Many schools will allow each class – freshmen, sophomore, junior and senior – to create their own float. In addition, some local businesses may participate. And of course, the football team has their own float, loaded with and surrounded by the team, coaches and cheerleaders.
So, what is the cheer squad’s role in building the float? Well, that will depend on your school. Some cheer squads will be solely responsible, while others might just be extra helping hands.
How to Start
- Have everyone contribute their ideas for the float theme and décor, then have the group leaders (either captains or coaches) make the final decision for the float.
- Decide who is going to work on the float, and which tasks (like painters, purchasers, designers, props and costumes) will be done by which people.
- Secure both a float trailer and a vehicle to use for the parade. The vehicle will need to be able to tow the float, so find an SUV or truck. For your trailer, try to stick with 8 feet or less in width. This will make traveling easier and safer.

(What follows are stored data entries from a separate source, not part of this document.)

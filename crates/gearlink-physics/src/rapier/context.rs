//! Bevy resource wrapping all Rapier3D physics pipeline state.

use std::collections::HashMap;

use bevy::prelude::Resource;
use nalgebra::{Point3, UnitQuaternion, UnitVector3, Vector3};
use rapier3d::prelude::{
    CCDSolver, ColliderSet, DefaultBroadPhase, ImpulseJointHandle, ImpulseJointSet,
    IntegrationParameters, IslandManager, JointAxesMask, JointAxis, MassProperties, MotorModel,
    MultibodyJointSet, NarrowPhase, PhysicsPipeline, RevoluteJointBuilder, RigidBodyBuilder,
    RigidBodyHandle, RigidBodySet,
};

use gearlink_core::config::{BodyConfig, SimConfig};
use gearlink_core::error::AttachError;

use crate::backend::{HingeEngine, HingeId};

// ---------------------------------------------------------------------------
// HingeInfo
// ---------------------------------------------------------------------------

/// Per-hinge metadata stored alongside the rapier handle.
struct HingeInfo {
    parent_body: RigidBodyHandle,
    child_body: RigidBodyHandle,
    handle: ImpulseJointHandle,
    /// Hinge axis in the world frame (unit direction).
    axis: UnitVector3<f32>,
}

// ---------------------------------------------------------------------------
// RapierWorld
// ---------------------------------------------------------------------------

/// All rapier state in a single Bevy resource.
///
/// `PhysicsPipeline::step()` requires mutable access to every set
/// simultaneously, so they must all live together.
#[derive(Resource)]
pub struct RapierWorld {
    // -- Rapier sets --
    pub rigid_body_set: RigidBodySet,
    pub collider_set: ColliderSet,
    pub impulse_joint_set: ImpulseJointSet,
    pub multibody_joint_set: MultibodyJointSet,

    // -- Pipeline objects --
    physics_pipeline: PhysicsPipeline,
    island_manager: IslandManager,
    broad_phase: DefaultBroadPhase,
    narrow_phase: NarrowPhase,
    ccd_solver: CCDSolver,

    // -- Parameters --
    integration_parameters: IntegrationParameters,
    gravity: Vector3<f32>,
    /// Number of physics substeps per joint pre/post cycle.
    pub substeps: usize,

    // -- Name / handle mappings --
    body_handles: HashMap<String, RigidBodyHandle>,
    hinges: HashMap<HingeId, HingeInfo>,
    next_hinge: u64,

    // -- Initial state for reset --
    initial_poses: HashMap<RigidBodyHandle, (Vector3<f32>, UnitQuaternion<f32>)>,
}

impl RapierWorld {
    /// Create a new world with given gravity, timestep, and substep count.
    #[allow(clippy::cast_possible_truncation)]
    pub fn new(gravity: Vector3<f32>, dt: f64, substeps: usize) -> Self {
        let mut integration_parameters = IntegrationParameters::default();
        integration_parameters.dt = dt as f32;

        Self {
            rigid_body_set: RigidBodySet::new(),
            collider_set: ColliderSet::new(),
            impulse_joint_set: ImpulseJointSet::new(),
            multibody_joint_set: MultibodyJointSet::new(),
            physics_pipeline: PhysicsPipeline::new(),
            island_manager: IslandManager::new(),
            broad_phase: DefaultBroadPhase::new(),
            narrow_phase: NarrowPhase::new(),
            ccd_solver: CCDSolver::new(),
            integration_parameters,
            gravity,
            substeps,
            body_handles: HashMap::new(),
            hinges: HashMap::new(),
            next_hinge: 0,
            initial_poses: HashMap::new(),
        }
    }

    /// Create a world from simulation configuration.
    pub fn from_config(config: &SimConfig) -> Self {
        let g = Vector3::new(config.gravity[0], config.gravity[1], config.gravity[2]);
        Self::new(g, config.physics_dt, config.substeps)
    }

    /// Spawn a rigid body from configuration. Replaces any body with the
    /// same name.
    pub fn spawn_body(&mut self, config: &BodyConfig) -> RigidBodyHandle {
        let translation = Vector3::new(
            config.translation[0],
            config.translation[1],
            config.translation[2],
        );
        let builder = if config.fixed {
            RigidBodyBuilder::fixed().translation(translation)
        } else {
            RigidBodyBuilder::dynamic()
                .translation(translation)
                .can_sleep(false)
                .additional_mass_properties(MassProperties::new(
                    Point3::origin(),
                    config.mass,
                    Vector3::new(config.inertia[0], config.inertia[1], config.inertia[2]),
                ))
        };
        let handle = self.rigid_body_set.insert(builder.build());
        self.body_handles.insert(config.name.clone(), handle);
        handle
    }

    /// Store current body poses as the initial state for reset.
    pub fn snapshot_initial_state(&mut self) {
        self.initial_poses.clear();
        for &handle in self.body_handles.values() {
            if let Some(body) = self.rigid_body_set.get(handle) {
                let pos = body.position();
                self.initial_poses
                    .insert(handle, (pos.translation.vector, pos.rotation));
            }
        }
    }

    /// Reset all rigid bodies to their initial poses with zero velocity.
    pub fn reset_to_initial(&mut self) {
        for (&handle, &(translation, rotation)) in &self.initial_poses {
            if let Some(body) = self.rigid_body_set.get_mut(handle) {
                body.set_translation(translation, true);
                body.set_rotation(rotation, true);
                body.set_linvel(Vector3::zeros(), true);
                body.set_angvel(Vector3::zeros(), true);
                body.wake_up(true);
            }
        }
    }

    /// Run one physics substep.
    pub fn step(&mut self) {
        self.physics_pipeline.step(
            &self.gravity,
            &self.integration_parameters,
            &mut self.island_manager,
            &mut self.broad_phase,
            &mut self.narrow_phase,
            &mut self.rigid_body_set,
            &mut self.collider_set,
            &mut self.impulse_joint_set,
            &mut self.multibody_joint_set,
            &mut self.ccd_solver,
            None,
            &(),
            &(),
        );
    }

    /// Run all configured substeps for one joint pre/post cycle.
    pub fn step_cycle(&mut self) {
        for _ in 0..self.substeps {
            self.step();
        }
    }

    fn body(&self, name: &str) -> Option<RigidBodyHandle> {
        self.body_handles.get(name).copied()
    }

    /// Recompute the local anchors of a hinge for a world-frame anchor point.
    fn local_anchors(
        &self,
        info: &HingeInfo,
        anchor: Point3<f32>,
    ) -> Option<(Point3<f32>, Point3<f32>)> {
        let parent = self.rigid_body_set.get(info.parent_body)?;
        let child = self.rigid_body_set.get(info.child_body)?;
        Some((
            parent.position().inverse_transform_point(&anchor),
            child.position().inverse_transform_point(&anchor),
        ))
    }
}

// ---------------------------------------------------------------------------
// HingeEngine impl
// ---------------------------------------------------------------------------

impl HingeEngine for RapierWorld {
    fn has_body(&self, name: &str) -> bool {
        self.body_handles.contains_key(name)
    }

    fn attach_hinge(
        &mut self,
        parent: &str,
        child: &str,
        axis: UnitVector3<f32>,
        anchor: Point3<f32>,
        limits: Option<[f32; 2]>,
    ) -> Result<HingeId, AttachError> {
        let parent_handle = self
            .body(parent)
            .ok_or_else(|| AttachError::BackendRejected(format!("no body named {parent}")))?;
        let child_handle = self
            .body(child)
            .ok_or_else(|| AttachError::BackendRejected(format!("no body named {child}")))?;

        let parent_pos = *self.rigid_body_set[parent_handle].position();
        let child_pos = *self.rigid_body_set[child_handle].position();

        let mut joint: rapier3d::prelude::GenericJoint = RevoluteJointBuilder::new(axis)
            .local_anchor1(parent_pos.inverse_transform_point(&anchor))
            .local_anchor2(child_pos.inverse_transform_point(&anchor))
            .build()
            .into();
        joint.set_local_axis1(parent_pos.rotation.inverse() * axis);
        joint.set_local_axis2(child_pos.rotation.inverse() * axis);

        if let Some([lo, hi]) = limits {
            joint.set_limits(JointAxis::AngX, [lo, hi]);
        }
        joint.set_motor_model(JointAxis::AngX, MotorModel::ForceBased);
        joint.set_motor(JointAxis::AngX, 0.0, 0.0, 0.0, 0.0);

        let handle = self
            .impulse_joint_set
            .insert(parent_handle, child_handle, joint, true);

        let id = HingeId::from_raw(self.next_hinge);
        self.next_hinge += 1;
        self.hinges.insert(
            id,
            HingeInfo {
                parent_body: parent_handle,
                child_body: child_handle,
                handle,
                axis,
            },
        );
        Ok(id)
    }

    fn detach(&mut self, hinge: HingeId) {
        if let Some(info) = self.hinges.remove(&hinge) {
            self.impulse_joint_set.remove(info.handle, true);
        }
    }

    fn set_axis(&mut self, hinge: HingeId, axis: UnitVector3<f32>) {
        let Some(info) = self.hinges.get_mut(&hinge) else {
            return;
        };
        info.axis = axis;
        let parent_rot = self
            .rigid_body_set
            .get(info.parent_body)
            .map(|b| b.position().rotation);
        let child_rot = self
            .rigid_body_set
            .get(info.child_body)
            .map(|b| b.position().rotation);
        if let Some(joint) = self.impulse_joint_set.get_mut(info.handle, true) {
            if let Some(rot) = parent_rot {
                joint.data.set_local_axis1(rot.inverse() * axis);
            }
            if let Some(rot) = child_rot {
                joint.data.set_local_axis2(rot.inverse() * axis);
            }
        }
    }

    fn set_anchor(&mut self, hinge: HingeId, anchor: Point3<f32>) {
        let Some(info) = self.hinges.get(&hinge) else {
            return;
        };
        let Some((local1, local2)) = self.local_anchors(info, anchor) else {
            return;
        };
        let handle = info.handle;
        if let Some(joint) = self.impulse_joint_set.get_mut(handle, true) {
            joint.data.set_local_anchor1(local1);
            joint.data.set_local_anchor2(local2);
        }
    }

    fn set_limits(&mut self, hinge: HingeId, limits: Option<[f32; 2]>) {
        let Some(info) = self.hinges.get(&hinge) else {
            return;
        };
        if let Some(joint) = self.impulse_joint_set.get_mut(info.handle, true) {
            match limits {
                Some([lo, hi]) => {
                    joint.data.set_limits(JointAxis::AngX, [lo, hi]);
                }
                None => {
                    joint.data.limit_axes.remove(JointAxesMask::ANG_X);
                }
            }
        }
    }

    fn apply_torque(&mut self, hinge: HingeId, torque: f32) {
        let Some(info) = self.hinges.get(&hinge) else {
            return;
        };
        if let Some(joint) = self.impulse_joint_set.get_mut(info.handle, true) {
            // Motor trick: ForceBased motor with huge target velocity,
            // clamped to the desired torque magnitude.
            if torque.abs() > 1e-10 {
                let target_vel = torque.signum() * 1e10;
                joint.data.set_motor(JointAxis::AngX, 0.0, target_vel, 0.0, 1.0);
                joint.data.set_motor_max_force(JointAxis::AngX, torque.abs());
            } else {
                // Zero torque: fully disable the motor so the DOF is free.
                joint.data.set_motor(JointAxis::AngX, 0.0, 0.0, 0.0, 0.0);
                joint.data.set_motor_max_force(JointAxis::AngX, 0.0);
            }
        }
    }

    fn raw_angle(&self, hinge: HingeId) -> f32 {
        let Some(info) = self.hinges.get(&hinge) else {
            return f32::NAN;
        };
        let (Some(parent), Some(child)) = (
            self.rigid_body_set.get(info.parent_body),
            self.rigid_body_set.get(info.child_body),
        ) else {
            return f32::NAN;
        };

        // Angle about the hinge axis, extracted from the relative rotation
        // quaternion. Wraps at ±π.
        let relative = parent.position().rotation.inverse() * child.position().rotation;
        let sin_half_proj = relative.imag().dot(&info.axis);
        2.0 * f32::atan2(sin_half_proj, relative.w)
    }

    fn angular_velocity(&self, hinge: HingeId) -> f32 {
        let Some(info) = self.hinges.get(&hinge) else {
            return 0.0;
        };
        let (Some(parent), Some(child)) = (
            self.rigid_body_set.get(info.parent_body),
            self.rigid_body_set.get(info.child_body),
        ) else {
            return 0.0;
        };
        (child.angvel() - parent.angvel()).dot(&info.axis)
    }

    fn body_pose(&self, name: &str) -> Option<(Vector3<f32>, UnitQuaternion<f32>)> {
        let handle = self.body(name)?;
        let body = self.rigid_body_set.get(handle)?;
        let pos = body.position();
        Some((pos.translation.vector, pos.rotation))
    }

    fn set_body_pose(
        &mut self,
        name: &str,
        translation: Vector3<f32>,
        rotation: UnitQuaternion<f32>,
    ) {
        let Some(handle) = self.body(name) else {
            return;
        };
        if let Some(body) = self.rigid_body_set.get_mut(handle) {
            body.set_translation(translation, true);
            body.set_rotation(rotation, true);
        }
    }
}

// ---------------------------------------------------------------------------
// Tests
// ---------------------------------------------------------------------------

- Find a location to build your float. Good places to look for are a garage that has a lot of space, or an unused shed…anywhere that can be secured in case of bad weather or vandals.
Here are a few basics for your float design:
- Chicken Wire. This is used as the basic framework for your masterpiece, and the decorations will be attached to it. Look for wire with 1″ openings.
- Tissue Paper Squares. You can use colorful tissue paper to fill in the holes of the chicken wire. You can also use different colors to make patterns or words.
- Fake Grass. This is a great pop of color for the floor of your float, and it can even represent a football field!
- Balloons. You can get big Mylar balloons, make a balloon bouquet or just use individual balloons all over the float to add some color and depth.
- Streamers. These can be used all over the float, but give high impact if you attached them to the back so that they blow in the wind during the parade.
Who drives the float vehicle?
This will be up to the athletic staff, but the safest best is to have an experienced adult drive. Preferably someone that has driven for a parade before.
What should you do if it rains?
The parade organizers will let everyone know if they are going to delay or cancel the parade. There are many décor options that are waterproof, so consider using those just in case.
- Don’t wait until the last minute to plan and decorate. Building a float is a lot of work, takes a lot of people, and a lot of time. Don’t stress out your volunteers by waiting too long to get started.
- Keeping your idea easy is the best route. Moveable parts, exaggerated decorations and unrealistic expectations will dampen the experience for everyone. Simple but well done can be impressive!
- If you have the space, try to take the float for a test run to make sure everything holds up and looks the way you want it. Try to do the test run a week or two before the parade so that there is time to make any necessary improvements.
- Be prepared for any weather by having cute team warmups ready if needed.